The warning came in a packed chamber in Burbank, where industry workers, reporters, and local advocates gathered to hear a blunt assessment from Sen. Adam Schiff. Nearly half of American film and television production, he said, is no longer happening in the United States. The number—45 percent—marks a sharp rise from just two years ago, when the figure stood at 33 percent.
Schiff tied that shift directly to aggressive policies overseas. Governments in countries like the United Kingdom and others have poured resources into building production infrastructure, offering financial incentives that studios increasingly find difficult to ignore.
The result, he argued, is not just a gradual drift but a measurable loss of jobs and stability within the domestic industry. According to his estimate, more than 42,000 jobs tied to film and television production have already disappeared, taking with them long-standing career paths that once defined Hollywood’s workforce.
The senator’s remarks did not focus solely on diagnosing the problem. He pointed to what he sees as a structural gap in U.S. policy. While California and other states have introduced tax incentives aimed at keeping productions local, Schiff described those efforts as insufficient in a global market where entire nations are competing for the same projects.
State-level programs, in his view, cannot match the scale or consistency of national strategies deployed abroad.
His proposed solution centers on a federal tax credit designed to level that playing field. The goal would be straightforward: make it financially viable, or even preferable, for studios to keep production within the United States rather than relocating to countries offering better deals. Schiff framed the issue as urgent, suggesting that delays in federal action would only accelerate the trend.
Industry voices appear open to that approach. Joe Chianese of Entertainment Partners described the concept of a federal incentive as logical, noting that it could provide broad support not just for California but for production nationwide. His comments reflect a growing consensus among some executives that fragmented, state-by-state policies are no longer enough to compete globally.

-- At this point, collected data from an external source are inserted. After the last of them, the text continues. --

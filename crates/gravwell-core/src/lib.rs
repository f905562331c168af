//! Backend-agnostic vocabulary for the gravwell interop pipeline.
//!
//! This crate holds the types every other gravwell crate speaks:
//! - Errors with decoded device codes (`Error`, `ErrorCode`)
//! - Element types shared with kernels (`Float4`)
//! - Synchronization events and per-frame event slots (`Event`, `FrameEvents`)
//! - Opaque backend handles (`NativeBuffer`, `MemId`, `ProgramId`, `KernelId`)
//! - Build options and program sources (`BuildOptions`, `ProgramSource`)
//! - Host memory sharing and host kernel arguments (`HostVec`, `HostArgs`)
//! - Shared buffer ownership epochs (`Owner`)

pub mod error;
pub mod event;
pub mod handles;
pub mod host;
pub mod options;
pub mod ownership;
pub mod program;
pub mod types;

pub use error::{Error, ErrorCode, Result};
pub use event::{Event, EventKind, EventStatus, FrameEvents};
pub use handles::{KernelId, MemAccess, MemId, NativeBuffer, ProgramId};
pub use host::{HostArg, HostArgs, HostKernelFn, HostRegion, HostVec};
pub use options::{BuildOptions, DefineValue};
pub use ownership::Owner;
pub use program::{BuildInfo, BuildStatus, HostEntry, ProgramSource};
pub use types::Float4;
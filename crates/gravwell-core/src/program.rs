//! Program sources and build results.

use crate::host::HostKernelFn;
use std::fmt;

/// Host implementation of one entry point.
#[derive(Clone, Copy)]
pub struct HostEntry {
    pub name: &'static str,
    /// Number of parameter slots the kernel takes.
    pub params: u32,
    pub func: HostKernelFn,
}

impl fmt::Debug for HostEntry {
    fn fmt(&self, f: &mut fmt::Formatter<'_>) -> fmt::Result {
        f.debug_struct("HostEntry")
            .field("name", &self.name)
            .field("params", &self.params)
            .finish_non_exhaustive()
    }
}

/// Everything a backend needs to build a kernel module's program.
///
/// `text` is WGSL for GPU backends. `host` lists host implementations keyed by
/// entry-point name; the reference host backend runs those instead of
/// compiling `text`.
#[derive(Debug, Clone, Copy)]
pub struct ProgramSource {
    pub label: &'static str,
    pub text: &'static str,
    pub host: &'static [HostEntry],
}

impl ProgramSource {
    /// Host implementation for `entry`, if the module provides one.
    pub fn host_entry(&self, entry: &str) -> Option<HostEntry> {
        self.host.iter().find(|e| e.name == entry).copied()
    }
}

#[derive(Debug, Clone, Copy, PartialEq, Eq)]
pub enum BuildStatus {
    Success,
    Error,
}

impl fmt::Display for BuildStatus {
    fn fmt(&self, f: &mut fmt::Formatter<'_>) -> fmt::Result {
        match self {
            BuildStatus::Success => f.write_str("success"),
            BuildStatus::Error => f.write_str("error"),
        }
    }
}

/// Outcome of building a program, kept for diagnostics.
#[derive(Debug, Clone)]
pub struct BuildInfo {
    pub status: BuildStatus,
    pub options: String,
    pub log: String,
}

#[cfg(test)]
mod tests {
    use super::*;
    use crate::{HostArgs, Result};

    fn noop(_gid: usize, _args: &mut HostArgs) -> Result<()> {
        Ok(())
    }

    const SOURCE: ProgramSource = ProgramSource {
        label: "noop",
        text: "",
        host: &[HostEntry {
            name: "noop",
            params: 2,
            func: noop,
        }],
    };

    #[test]
    fn test_host_entry_lookup() {
        assert_eq!(SOURCE.host_entry("noop").map(|e| e.params), Some(2));
        assert!(SOURCE.host_entry("missing").is_none());
    }

    #[test]
    fn test_build_status_display() {
        assert_eq!(BuildStatus::Success.to_string(), "success");
        assert_eq!(BuildStatus::Error.to_string(), "error");
    }
}
//! Command queue and the acquire/release window.

use crate::backend::Backend;
use gravwell_core::{Event, EventStatus, KernelId, MemId, Result};
use std::sync::Arc;

/// In-order command queue of a compute context.
#[derive(Debug, Clone)]
pub struct CommandQueue {
    backend: Arc<dyn Backend>,
}

impl CommandQueue {
    pub(crate) fn new(backend: Arc<dyn Backend>) -> Self {
        Self { backend }
    }

    /// Enqueue a host-to-device copy of `data` into `mem`.
    pub fn write(&self, mem: MemId, data: &[u8], wait: &[Event]) -> Result<Event> {
        self.backend.enqueue_write(mem, data, wait)
    }

    /// Enqueue an acquire of `mems` and return the guard for the access window.
    ///
    /// The window closes with [`Acquired::release`]. If the guard is dropped
    /// without it, drop waits for the acquire and, only if the acquire
    /// succeeded, enqueues the release and waits for it.
    pub fn acquire(&self, mems: &[MemId], wait: &[Event]) -> Result<Acquired<'_>> {
        let event = self.backend.enqueue_acquire(mems, wait)?;
        Ok(Acquired {
            queue: self,
            mems: mems.to_vec(),
            event,
            released: false,
        })
    }

    /// Enqueue `kernel` over `global` work items.
    pub fn dispatch(&self, kernel: KernelId, global: usize, wait: &[Event]) -> Result<Event> {
        self.backend.enqueue_dispatch(kernel, global, wait)
    }

    /// Submit everything enqueued so far without waiting.
    pub fn flush(&self) -> Result<()> {
        self.backend.flush()
    }

    /// Block until every enqueued command has completed.
    pub fn finish(&self) -> Result<()> {
        self.backend.finish()
    }

    /// Block until `events` complete. Fails with the code of the first
    /// failed command among them.
    pub fn wait(&self, events: &[Event]) -> Result<()> {
        self.backend.wait(events)
    }

    /// Current execution status of `event`.
    pub fn status(&self, event: Event) -> Result<EventStatus> {
        self.backend.event_status(event)
    }
}

/// Compute ownership of a set of shared views.
#[must_use = "dropping the guard releases the buffers immediately"]
#[derive(Debug)]
pub struct Acquired<'q> {
    queue: &'q CommandQueue,
    mems: Vec<MemId>,
    event: Event,
    released: bool,
}

impl Acquired<'_> {
    /// Event of the acquire command.
    pub fn event(&self) -> Event {
        self.event
    }

    /// Enqueue the matching release after `wait`.
    pub fn release(mut self, wait: &[Event]) -> Result<Event> {
        let release = self.queue.backend.enqueue_release(&self.mems, wait)?;
        self.released = true;
        Ok(release)
    }
}

impl Drop for Acquired<'_> {
    fn drop(&mut self) {
        if self.released {
            return;
        }
        // A failed acquire never opened a window, so there is nothing to give back.
        if let Err(e) = self
            .queue
            .flush()
            .and_then(|()| self.queue.wait(&[self.event]))
        {
            tracing::warn!(
                acquire = %self.event,
                error = %e,
                "acquire did not complete, leaving ownership as is"
            );
            return;
        }
        tracing::warn!(
            acquire = %self.event,
            views = self.mems.len(),
            "releasing shared buffers after a failed frame"
        );
        let recovered = self
            .queue
            .backend
            .enqueue_release(&self.mems, &[])
            .and_then(|release| {
                self.queue.flush()?;
                self.queue.wait(&[release])
            });
        if let Err(e) = recovered {
            tracing::error!(error = %e, "release after failure did not complete");
        }
    }
}
use serde::Serialize;

use crate::error::RankError;

// ---------------------------------------------------------------------------
// BracketRow – one row of the reference table
// ---------------------------------------------------------------------------

/// A single income bracket: its source label, representative income value,
/// and position on the uniform [0,100] percentile scale (0 = lowest income,
/// 100 = highest).
#[derive(Debug, Clone, PartialEq, Serialize)]
pub struct BracketRow {
    /// Source label, kept verbatim for presentation (e.g. "상위 1%", "350").
    pub label: String,
    /// Representative income for the bracket, in won. Finite and >= 0.
    pub value: f64,
    /// Percentile rank in [0,100], derived from the label at load time.
    pub percentile_rank: f64,
    /// Population count for the bracket, when the source row carried one.
    pub headcount: Option<u64>,
}

// ---------------------------------------------------------------------------
// ReferenceTable – the full normalized table
// ---------------------------------------------------------------------------

/// The reference table: an immutable, ascending-by-`value` sequence of
/// brackets. Built once per process and borrowed read-only by the resolver,
/// so concurrent readers never race.
#[derive(Debug, Clone)]
pub struct ReferenceTable {
    rows: Vec<BracketRow>,
}

impl ReferenceTable {
    /// Build a table from normalized rows.
    ///
    /// Rows with a non-finite or negative `value`, or a rank outside
    /// [0,100], are dropped. The survivors are sorted ascending by `value`,
    /// ties broken ascending by `percentile_rank`. Fails with
    /// [`RankError::EmptyTable`] when nothing usable remains.
    pub fn from_rows(rows: Vec<BracketRow>) -> Result<Self, RankError> {
        let mut rows: Vec<BracketRow> = rows
            .into_iter()
            .filter(|r| {
                let ok = r.value.is_finite()
                    && r.value >= 0.0
                    && (0.0..=100.0).contains(&r.percentile_rank);
                if !ok {
                    log::warn!(
                        "dropping bracket '{}': value={} rank={}",
                        r.label,
                        r.value,
                        r.percentile_rank
                    );
                }
                ok
            })
            .collect();

        if rows.is_empty() {
            return Err(RankError::EmptyTable);
        }

        rows.sort_by(|a, b| {
            a.value
                .total_cmp(&b.value)
                .then(a.percentile_rank.total_cmp(&b.percentile_rank))
        });

        Ok(ReferenceTable { rows })
    }

    /// All rows, ascending by `value`.
    pub fn rows(&self) -> &[BracketRow] {
        &self.rows
    }

    /// Lowest-value bracket.
    pub fn first(&self) -> &BracketRow {
        &self.rows[0]
    }

    /// Highest-value bracket.
    pub fn last(&self) -> &BracketRow {
        &self.rows[self.rows.len() - 1]
    }

    /// Number of brackets.
    pub fn len(&self) -> usize {
        self.rows.len()
    }

    pub fn is_empty(&self) -> bool {
        self.rows.is_empty()
    }

    /// Summary view: rows deduplicated by `percentile_rank` (first
    /// occurrence in table order wins), preserving the ascending order.
    pub fn summary(&self) -> Vec<&BracketRow> {
        let mut seen: Vec<u64> = Vec::new();
        let mut out = Vec::new();
        for row in &self.rows {
            let bits = row.percentile_rank.to_bits();
            if seen.contains(&bits) {
                continue;
            }
            seen.push(bits);
            out.push(row);
        }
        out
    }
}

#[cfg(test)]
mod tests {
    use super::*;

    fn row(label: &str, value: f64, rank: f64) -> BracketRow {
        BracketRow {
            label: label.to_string(),
            value,
            percentile_rank: rank,
            headcount: None,
        }
    }

    #[test]
    fn from_rows_sorts_by_value_then_rank() {
        let table = ReferenceTable::from_rows(vec![
            row("c", 8000.0, 95.0),
            row("a", 1200.0, 5.0),
            row("b", 3000.0, 45.0),
            row("b2", 3000.0, 40.0),
        ])
        .unwrap();

        let values: Vec<f64> = table.rows().iter().map(|r| r.value).collect();
        assert_eq!(values, vec![1200.0, 3000.0, 3000.0, 8000.0]);
        // Equal values ordered by rank.
        assert_eq!(table.rows()[1].percentile_rank, 40.0);
        assert_eq!(table.rows()[2].percentile_rank, 45.0);
    }

    #[test]
    fn from_rows_drops_invalid_values() {
        let table = ReferenceTable::from_rows(vec![
            row("ok", 100.0, 50.0),
            row("neg", -1.0, 50.0),
            row("nan", f64::NAN, 50.0),
            row("rank", 200.0, 150.0),
        ])
        .unwrap();
        assert_eq!(table.len(), 1);
        assert_eq!(table.first().label, "ok");
    }

    #[test]
    fn from_rows_empty_is_an_error() {
        assert_eq!(
            ReferenceTable::from_rows(vec![]).unwrap_err(),
            RankError::EmptyTable
        );
        assert_eq!(
            ReferenceTable::from_rows(vec![row("bad", -5.0, 10.0)]).unwrap_err(),
            RankError::EmptyTable
        );
    }

    #[test]
    fn summary_dedups_by_rank() {
        let table = ReferenceTable::from_rows(vec![
            row("a", 100.0, 10.0),
            row("b", 200.0, 10.0),
            row("c", 300.0, 20.0),
        ])
        .unwrap();
        let summary = table.summary();
        assert_eq!(summary.len(), 2);
        assert_eq!(summary[0].label, "a");
        assert_eq!(summary[1].label, "c");
    }
}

Despite these concerns, the U.S. remains a dominant force in high-budget productions. Data cited by the Los Angeles Times shows the country still leads in total production spending, reaching $12.15 billion last year. That figure, however, represents a 20 percent decline from the previous year, a drop that aligns with the broader shift Schiff described.
Meanwhile, countries like the United Kingdom continue to strengthen their position. Expanded incentives, experienced crews, and modern facilities have made them increasingly attractive destinations for major projects. For studios weighing costs and logistics, the decision often comes down to economics, and right now, those numbers are pointing outward rather than back toward Hollywood.